Graphiquement le jeu est exactement le même. Les personnages sont en pâte à modeler lors des combats et les décors restent plutôt quelconques. Cependant, le chara design signé Kaneko n'est pas trop mauvais, ce n'est pas son meilleur travail mais ça reste acceptable, et les Personae sont bien entendu très beaux et surtout très bien animés.
Digital Devil Sadisme !
Un dernier paragraphe assez spécial où je vais parler de la Snow Queen Quest, quête secondaire très dense menant à une seconde fin et retirée de la version américaine originale. Elle présente une histoire alternative et se déroule entièrement dans le lycée de Mikage-cho. C'est de loin le meilleur endroit pour profiter du gameplay à son maximum, car les donjons qui s'y trouvent, au nombre de 4, sont parmi les plus longs jamais créés dans le monde des RPG ! En effet, tout, et je dis bien tout, est contre vous durant ces quêtes. Les donjons sont en fait des tours de difficulté variable : Hypnos, la plus simple, dure environ trois heures. Nemesis, de difficulté moyenne, dure environ cinq heures. Enfin Thanatos, de loin la plus difficile, dure environ 7 heures. Le tout sans sauvegarde à l'intérieur, bien évidemment.
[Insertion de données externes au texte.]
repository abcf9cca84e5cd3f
//! Inbound adapters that translate external requests into domain service
//! calls while keeping framework details at the edge.
//!
//! HTTP handlers live under [`http`].

pub mod http;
//! Shared HTTP adapter state.
//!
//! HTTP handlers accept this state via `actix_web::web::Data` so they only
//! depend on domain ports (use-cases) and remain testable without I/O.

use std::sync::Arc;

use crate::domain::ports::{
    LoginService, PasswordHasher, RecipeRepository, RecipesCommand, RecipesQuery, SignupService,
    UserProfileQuery, UserRepository,
};
use crate::domain::{AccountService, RecipeService};

/// Dependency bundle for HTTP handlers.
#[derive(Clone)]
pub struct HttpState {
    pub signup: Arc<dyn SignupService>,
    pub login: Arc<dyn LoginService>,
    pub profile: Arc<dyn UserProfileQuery>,
    pub recipes: Arc<dyn RecipesQuery>,
    pub recipes_command: Arc<dyn RecipesCommand>,
}

impl HttpState {
    /// Wire the domain services over the given driven adapters.
    ///
    /// One [`AccountService`] backs every account port and one
    /// [`RecipeService`] backs both recipe ports.
    ///
    /// # Examples
    /// ```
    /// use std::sync::Arc;
    ///
    /// use recipe_backend::inbound::http::state::HttpState;
    /// use recipe_backend::outbound::crypto::BcryptPasswordHasher;
    /// use recipe_backend::outbound::memory::InMemoryStore;
    ///
    /// let store = Arc::new(InMemoryStore::new());
    /// let state = HttpState::from_adapters(
    ///     store.clone(),
    ///     store,
    ///     Arc::new(BcryptPasswordHasher::new(4)),
    /// );
    /// let _login = state.login.clone();
    /// ```
    pub fn from_adapters<U, R, H>(users: Arc<U>, recipes: Arc<R>, hasher: Arc<H>) -> Self
    where
        U: UserRepository + 'static,
        R: RecipeRepository + 'static,
        H: PasswordHasher + 'static,
    {
        let accounts = Arc::new(AccountService::new(users, hasher));
        let recipe_service = Arc::new(RecipeService::new(recipes));
        Self {
            signup: accounts.clone(),
            login: accounts.clone(),
            profile: accounts,
            recipes: recipe_service.clone(),
            recipes_command: recipe_service,
        }
    }
}
//! Authentication inputs: login credentials and signup details.
//!
//! Keep inbound payload parsing outside the domain by exposing constructors
//! that validate string inputs before a handler talks to a port or service.

use std::fmt;

use super::validation::ValidationErrors;
use super::{Password, Username};

/// Domain error returned when login payload values are invalid.
#[derive(Debug, Clone, PartialEq, Eq)]
pub enum LoginValidationError {
    /// Username was missing or blank once trimmed.
    EmptyUsername,
    /// Password was blank.
    EmptyPassword,
}

impl fmt::Display for LoginValidationError {
    fn fmt(&self, f: &mut fmt::Formatter<'_>) -> fmt::Result {
        match self {
            Self::EmptyUsername => write!(f, "username must not be empty"),
            Self::EmptyPassword => write!(f, "password must not be empty"),
        }
    }
}

impl std::error::Error for LoginValidationError {}

/// Validated login credentials used by authentication services.
///
/// ## Invariants
/// - `username` is trimmed and must not be empty after trimming.
/// - `password` is non-empty and keeps caller-provided whitespace.
///
/// # Examples
/// ```
/// use recipe_backend::domain::LoginCredentials;
///
/// let creds = LoginCredentials::try_from_parts(" ChefHam ", "hashedpass").unwrap();
/// assert_eq!(creds.username().as_ref(), "ChefHam");
/// assert_eq!(creds.password().expose(), "hashedpass");
/// ```
#[derive(Debug, Clone, PartialEq, Eq)]
pub struct LoginCredentials {
    username: Username,
    password: Password,
}

impl LoginCredentials {
    /// Construct credentials from raw username/password inputs.
    pub fn try_from_parts(username: &str, password: &str) -> Result<Self, LoginValidationError> {
        let username = Username::new(username).map_err(|_| LoginValidationError::EmptyUsername)?;
        let password = Password::new(password).map_err(|_| LoginValidationError::EmptyPassword)?;
        Ok(Self { username, password })
    }

    /// Trimmed username used for the credential lookup.
    pub fn username(&self) -> &Username {
        &self.username
    }

    /// Password provided by the caller.
    pub fn password(&self) -> &Password {
        &self.password
    }
}

/// Validated input for creating an account.
///
/// Construction runs every field validator and reports all failures together.
#[derive(Debug, Clone)]
pub struct SignupDetails {
    username: Username,
    password: Password,
    image_url: Option<String>,
    bio: Option<String>,
}

impl SignupDetails {
    /// Validate raw signup inputs. Missing fields are treated as empty.
    ///
    /// # Examples
    /// ```
    /// use recipe_backend::domain::SignupDetails;
    ///
    /// let errors = SignupDetails::try_from_parts(None, None, None, None).unwrap_err();
    /// assert_eq!(errors.as_slice().len(), 2);
    /// ```
    pub fn try_from_parts(
        username: Option<&str>,
        password: Option<&str>,
        image_url: Option<String>,
        bio: Option<String>,
    ) -> Result<Self, ValidationErrors> {
        let mut errors = ValidationErrors::new();
        let username = errors.check(Username::new(username.unwrap_or_default()));
        let password = errors.check(Password::new(password.unwrap_or_default()));

        match (username, password) {
            (Some(username), Some(password)) => Ok(Self {
                username,
                password,
                image_url,
                bio,
            }),
            _ => Err(errors),
        }
    }

    /// Requested username.
    pub fn username(&self) -> &Username {
        &self.username
    }

    /// Plaintext password to hash.
    pub fn password(&self) -> &Password {
        &self.password
    }

    /// Optional profile image URL.
    pub fn image_url(&self) -> Option<&str> {
        self.image_url.as_deref()
    }

    /// Optional biography.
    pub fn bio(&self) -> Option<&str> {
        self.bio.as_deref()
    }
}
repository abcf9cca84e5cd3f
//! Outbound adapters implementing domain ports for external infrastructure.
//!
//! - **persistence**: PostgreSQL-backed repositories using Diesel ORM
//! - **memory**: in-process repositories mirroring the database constraints
//! - **crypto**: bcrypt-backed password hashing
//!
//! Adapters are thin translators that convert between domain types and
//! infrastructure-specific representations. They contain no business logic.

pub mod crypto;
pub mod memory;
pub mod persistence;
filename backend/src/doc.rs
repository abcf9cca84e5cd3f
//! OpenAPI documentation configuration.
//!
//! [`ApiDoc`] collects the account, recipe and health endpoints together
//! with their request and response schemas. It backs Swagger UI in debug
//! builds and the `openapi-dump` binary.

use utoipa::openapi::security::{ApiKey, ApiKeyValue, SecurityScheme};
use utoipa::{Modify, OpenApi};

use crate::domain::{ErrorCode, Recipe, User};
use crate::inbound::http::error::ErrorResponse;
use crate::inbound::http::recipes::CreateRecipeRequest;
use crate::inbound::http::users::{LoginRequest, SignupRequest};

/// Enrich the generated document with the session cookie security scheme.
struct SecurityAddon;

impl Modify for SecurityAddon {
    fn modify(&self, openapi: &mut utoipa::openapi::OpenApi) {
        let components = openapi
            .components
            .get_or_insert_with(utoipa::openapi::Components::default);

        components.add_security_scheme(
            "SessionCookie",
            SecurityScheme::ApiKey(ApiKey::Cookie(ApiKeyValue::with_description(
                "session",
                "Encrypted session cookie issued by POST /signup and POST /login.",
            ))),
        );
    }
}

/// OpenAPI document for the REST API.
#[derive(OpenApi)]
#[openapi(
    modifiers(&SecurityAddon),
    info(
        title = "Recipe API",
        description = "Session-authenticated accounts and personal recipes."
    ),
    servers(
        (url = "/", description = "Relative to the deployment base URL")
    ),
    security(("SessionCookie" = [])),
    paths(
        crate::inbound::http::users::signup,
        crate::inbound::http::users::login,
        crate::inbound::http::users::check_session,
        crate::inbound::http::users::logout,
        crate::inbound::http::recipes::list_recipes,
        crate::inbound::http::recipes::create_recipe,
        crate::inbound::http::health::ready,
        crate::inbound::http::health::live,
    ),
    components(schemas(
        User,
        Recipe,
        ErrorResponse,
        ErrorCode,
        SignupRequest,
        LoginRequest,
        CreateRecipeRequest
    )),
    tags(
        (name = "users", description = "Signup, login and session management"),
        (name = "recipes", description = "Recipes owned by the logged-in user"),
        (name = "health", description = "Endpoints for health checks")
    )
)]
pub struct ApiDoc;
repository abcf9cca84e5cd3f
//! Driven port for one-way password hashing.
//!
//! Hashing is salted and deliberately slow. Adapters are expected to keep
//! that cost off the async executor.

use async_trait::async_trait;

use crate::domain::{Password, PasswordDigest};

use super::define_port_error;

define_port_error! {
    /// Errors raised while producing a password digest.
    pub enum CredentialError {
        /// The hashing primitive rejected the input or failed internally.
        Hashing { message: String } => "password hashing failed: {message}",
        /// The worker running the hash could not complete.
        Worker { message: String } => "password hashing worker failed: {message}",
    }
}

/// Port for hashing and verifying passwords.
#[cfg_attr(test, mockall::automock)]
#[async_trait]
pub trait PasswordHasher: Send + Sync {
    /// Produce a salted digest for `password`.
    async fn hash(&self, password: &Password) -> Result<PasswordDigest, CredentialError>;

    /// Check `password` against a stored digest.
    ///
    /// Never fails: malformed digests and mismatches both yield `false`.
    async fn verify(&self, password: &Password, digest: &PasswordDigest) -> bool;
}
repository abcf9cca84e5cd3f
//! Driving port for user profile queries.

use async_trait::async_trait;

use crate::domain::{Error, User, UserId};

/// Domain use-case port for reading the current user's profile.
#[cfg_attr(test, mockall::automock)]
#[async_trait]
pub trait UserProfileQuery: Send + Sync {
    /// Return the profile for the authenticated user.
    ///
    /// A session pointing at a user that no longer exists is `unauthorized`.
    async fn fetch_profile(&self, user_id: &UserId) -> Result<User, Error>;
}
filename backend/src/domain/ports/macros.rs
//! Defines helper macros for generating domain port error enums.
//!
//! Each variant gets a snake_case constructor whose parameters accept
//! anything convertible into the field type, so adapters can write
//! `UserPersistenceError::query(err.to_string())`.

macro_rules! define_port_error {
    (@ctor $variant:ident) => {
        ::paste::paste! {
            pub fn [<$variant:snake>]() -> Self {
                Self::$variant
            }
        }
    };

    (@ctor $variant:ident { $($field:ident : $ty:ty),* $(,)? }) => {
        define_port_error!(@ctor_impl $variant () () $( $field : $ty, )*);
    };

    (@ctor_impl $variant:ident ($($params:tt)*) ($($inits:tt)*) ) => {
        ::paste::paste! {
            pub fn [<$variant:snake>]($($params)*) -> Self {
                Self::$variant { $($inits)* }
            }
        }
    };

    (@ctor_impl $variant:ident ($($params:tt)*) ($($inits:tt)*) $field:ident : $ty:ty, $($rest:tt)*) => {
        define_port_error!(
            @ctor_impl
            $variant
            ($($params)* $field: impl Into<$ty>,)
            ($($inits)* $field: $field.into(),)
            $($rest)*
        );
    };
    (
        $(#[$outer:meta])*
        pub enum $name:ident {
            $(
                $(#[$variant_meta:meta])*
                $variant:ident $( { $($field:ident : $ty:ty),* $(,)? } )? => $message:expr
            ),* $(,)?
        }
    ) => {
        $(#[$outer])*
        #[derive(Debug, Clone, PartialEq, Eq, thiserror::Error)]
        pub enum $name {
            $(
                $(#[$variant_meta])*
                #[error($message)]
                $variant $( { $($field : $ty),* } )?,
            )*
        }

        impl $name {
            $(
                define_port_error!(@ctor $variant $( { $($field : $ty),* } )?);
            )*
        }
    };
}

pub(crate) use define_port_error;

#[cfg(test)]
mod tests {
    //! Regression coverage for this module.
    define_port_error! {
        pub enum PantryError {
            Empty => "pantry is empty",
            Missing { ingredient: String } => "missing {ingredient}",
            Short { ingredient: String, grams: u32 } => "short of {ingredient} by {grams}g",
        }
    }

    #[test]
    fn unit_variants_get_constructors() {
        assert_eq!(PantryError::empty(), PantryError::Empty);
        assert_eq!(PantryError::empty().to_string(), "pantry is empty");
    }

    #[test]
    fn string_fields_accept_str() {
        let err = PantryError::missing("ham");
        assert_eq!(err.to_string(), "missing ham");
    }

    #[test]
    fn mixed_fields_keep_their_types() {
        let err = PantryError::short("flour", 250_u32);
        assert_eq!(
            err,
            PantryError::Short {
                ingredient: "flour".to_owned(),
                grams: 250,
            }
        );
        assert_eq!(err.to_string(), "short of flour by 250g");
    }
}
//! Recipe domain service.

use std::sync::Arc;

use async_trait::async_trait;
use tracing::{debug, info};

use crate::domain::ports::{
    RecipePersistenceError, RecipeRepository, RecipesCommand, RecipesQuery,
};
use crate::domain::{Error, Recipe, RecipeDraft, RecipeId, UserId};

/// Recipe service implementing the recipe driving ports.
#[derive(Clone)]
pub struct RecipeService<R> {
    recipes: Arc<R>,
}

impl<R> RecipeService<R> {
    /// Create a new service over the given repository.
    pub fn new(recipes: Arc<R>) -> Self {
        Self { recipes }
    }
}

impl<R> RecipeService<R>
where
    R: RecipeRepository,
{
    fn map_recipe_error(error: RecipePersistenceError) -> Error {
        match error {
            RecipePersistenceError::OwnerMissing { owner } => {
                debug!(user_id = %owner, "recipe owner vanished mid-session");
                Error::unauthorized("session user no longer exists")
            }
            RecipePersistenceError::Constraint { message } => {
                Error::invalid_request("recipe rejected by storage").with_reasons(vec![message])
            }
            RecipePersistenceError::Connection { message } => {
                Error::service_unavailable(format!("recipe repository unavailable: {message}"))
            }
            RecipePersistenceError::Query { message } => {
                Error::internal(format!("recipe repository error: {message}"))
            }
        }
    }
}

#[async_trait]
impl<R> RecipesQuery for RecipeService<R>
where
    R: RecipeRepository,
{
    async fn list_recipes(&self, owner: &UserId) -> Result<Vec<Recipe>, Error> {
        self.recipes
            .list_by_owner(owner)
            .await
            .map_err(Self::map_recipe_error)
    }
}

#[async_trait]
impl<R> RecipesCommand for RecipeService<R>
where
    R: RecipeRepository,
{
    async fn create_recipe(&self, owner: &UserId, draft: RecipeDraft) -> Result<Recipe, Error> {
        let recipe = draft.into_recipe(RecipeId::random(), owner.clone());
        self.recipes
            .create(&recipe)
            .await
            .map_err(Self::map_recipe_error)?;
        info!(user_id = %owner, recipe_id = %recipe.id(), "recipe created");
        Ok(recipe)
    }
}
Tout d'abord, chaque donjon possède un temps limité qu'il faut respecter sous peine d'échec. Ensuite, dans chaque tour se trouve des fragments de miroir, qu'il faut obligatoirement retrouver pour accéder au quatrième et dernier donjon. Enfin, chaque donjon possède une caractéristique particulièrement pénible : dans Hypnos, il faut accéder au Dream World pour réveiller les élèves et professeurs d'un sommeil éternel, ce qui fait perdre du temps et des ressources. Dans Nemesis, les zones d'ombre sont quasiment partout, ce qui rend le donjon très difficilement navigable. Enfin, Thanatos possède la pire chose jamais créée : à chaque mort d'un personnage en combat, il devient incapable d'utiliser ses Persona ! Non seulement ils ne peuvent pas lancer de sorts, mais leur défense magique devient nulle, ce qui fait que le personnage en question devient inutile. Le seul moyen de remédier à la situation est d'aller à Tartaros, zone située au premier étage de la tour. Bon courage si quelqu'un meurt au septième étage ! Bien entendu, la tour est infestée de démons possédant les sorts de mort subite (Mamudo et Mudoon principalement), et l'architecture des lieux est très labyrinthique. C'est comme si Atlus avait employé les pires sadiques du monde pour créer ce donjon !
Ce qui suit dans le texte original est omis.